Stored items
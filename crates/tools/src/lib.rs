//! Built-in tool implementations for aicode.
//!
//! Tools give the agent the ability to work on the user's project:
//! read, write and list files under the workspace root, and load skills
//! (on-demand instruction bundles) into the conversation.

pub mod file_read;
pub mod file_write;
pub mod list_files;
pub mod load_skill;
pub mod skills;
pub mod workspace;

use std::path::Path;
use std::sync::Arc;

use aicode_core::tool::ToolRegistry;
use aicode_core::SkillSource;

pub use skills::FileSystemSkillRegistry;
pub use workspace::Workspace;

/// Create a tool registry with all built-in tools.
///
/// File tools are confined to `workspace_root`. `load_skill` is only
/// registered when a skill source is supplied.
pub fn default_registry(
    workspace_root: &Path,
    skills: Option<Arc<dyn SkillSource>>,
) -> ToolRegistry {
    let workspace = Arc::new(Workspace::new(workspace_root));
    let mut registry = ToolRegistry::new();
    registry.register(Box::new(file_read::FileReadTool::new(workspace.clone())));
    registry.register(Box::new(file_write::FileWriteTool::new(workspace.clone())));
    registry.register(Box::new(list_files::ListFilesTool::new(workspace)));
    if let Some(skills) = skills {
        registry.register(Box::new(load_skill::LoadSkillTool::new(skills)));
    }
    registry
}

#[cfg(test)]
mod tests {
    use super::*;

    #[test]
    fn registry_without_skills() {
        let registry = default_registry(Path::new("/tmp"), None);
        assert_eq!(registry.names(), vec!["file_read", "file_write", "list_files"]);
    }

    #[test]
    fn registry_with_skills() {
        let skills: Arc<dyn SkillSource> = Arc::new(FileSystemSkillRegistry::default());
        let registry = default_registry(Path::new("/tmp"), Some(skills));
        assert!(registry.get("load_skill").is_some());
        assert_eq!(registry.len(), 4);
    }

    #[tokio::test]
    async fn registry_executes_workspace_tools() {
        let dir = tempfile::tempdir().unwrap();
        let registry = default_registry(dir.path(), None);

        registry
            .execute(
                "file_write",
                serde_json::json!({"path": "notes.md", "content": "# Notes"}),
            )
            .await
            .unwrap();
        let content = registry
            .execute("file_read", serde_json::json!({"path": "notes.md"}))
            .await
            .unwrap();
        assert_eq!(content, "# Notes");
    }
}
//! `aicode parse`: run the response parser on stdin.

use std::io::Read;

pub async fn run() -> Result<(), Box<dyn std::error::Error>> {
    let mut input = String::new();
    std::io::stdin().read_to_string(&mut input)?;

    let parsed = aicode_agent::parse(&input);
    println!("{}", serde_json::to_string_pretty(&parsed)?);
    Ok(())
}
//! Sliding context window.

use aicode_core::ChatMessage;

/// Bound a conversation to `max_messages` while pinning the first message.
///
/// If the list fits it is returned unchanged. Otherwise the result is the
/// first message (conventionally the system prompt) followed by the most
/// recent `max_messages - 1` messages.
pub fn sliding_window(messages: &[ChatMessage], max_messages: usize) -> Vec<ChatMessage> {
    if messages.len() <= max_messages {
        return messages.to_vec();
    }
    if max_messages == 0 {
        return Vec::new();
    }

    let tail = max_messages - 1;
    let mut window = Vec::with_capacity(max_messages);
    window.push(messages[0].clone());
    window.extend_from_slice(&messages[messages.len() - tail..]);
    window
}

#[cfg(test)]
mod tests {
    use super::*;

    fn conversation(len: usize) -> Vec<ChatMessage> {
        let mut messages = vec![ChatMessage::system("prompt")];
        for i in 1..len {
            messages.push(ChatMessage::user(format!("message {i}")));
        }
        messages
    }

    #[test]
    fn short_history_is_unchanged() {
        let messages = conversation(10);
        assert_eq!(sliding_window(&messages, 50), messages);
    }

    #[test]
    fn exactly_full_is_unchanged() {
        let messages = conversation(50);
        assert_eq!(sliding_window(&messages, 50).len(), 50);
        assert_eq!(sliding_window(&messages, 50), messages);
    }

    #[test]
    fn long_history_keeps_prompt_and_tail() {
        let messages = conversation(60);
        let window = sliding_window(&messages, 50);

        assert_eq!(window.len(), 50);
        assert_eq!(window[0], messages[0]);
        assert_eq!(window[1], messages[11]);
        assert_eq!(window.last(), messages.last());
    }

    #[test]
    fn smallest_window_is_prompt_plus_latest() {
        let messages = conversation(5);
        let window = sliding_window(&messages, 2);
        assert_eq!(window, vec![messages[0].clone(), messages[4].clone()]);
    }
}
//! `aicode skills`: list discovered skills.

use std::path::PathBuf;

use aicode_core::SkillSource;

use super::{load_config, load_skills};

pub async fn run(config_path: Option<PathBuf>) -> Result<(), Box<dyn std::error::Error>> {
    let config = load_config(config_path)?;

    let Some(registry) = load_skills(&config) else {
        println!("Skills are disabled in the config.");
        return Ok(());
    };

    let skills = registry.skills();
    if skills.is_empty() {
        println!("No skills found. Searched:");
        for dir in config.skill_dirs() {
            println!("  {}", dir.display());
        }
        return Ok(());
    }

    for skill in skills {
        println!("{:<24} {}", skill.name, skill.description);
        println!("{:<24} {}", "", skill.path.display());
    }
    Ok(())
}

WHAT TO DO
Show all lines from the records above where the word "user" occurs.

OUTPUT FOR THIS EXERCISE
//! Tools give the agent the ability to work on the user's project:
            messages.push(ChatMessage::user(format!("message {i}")));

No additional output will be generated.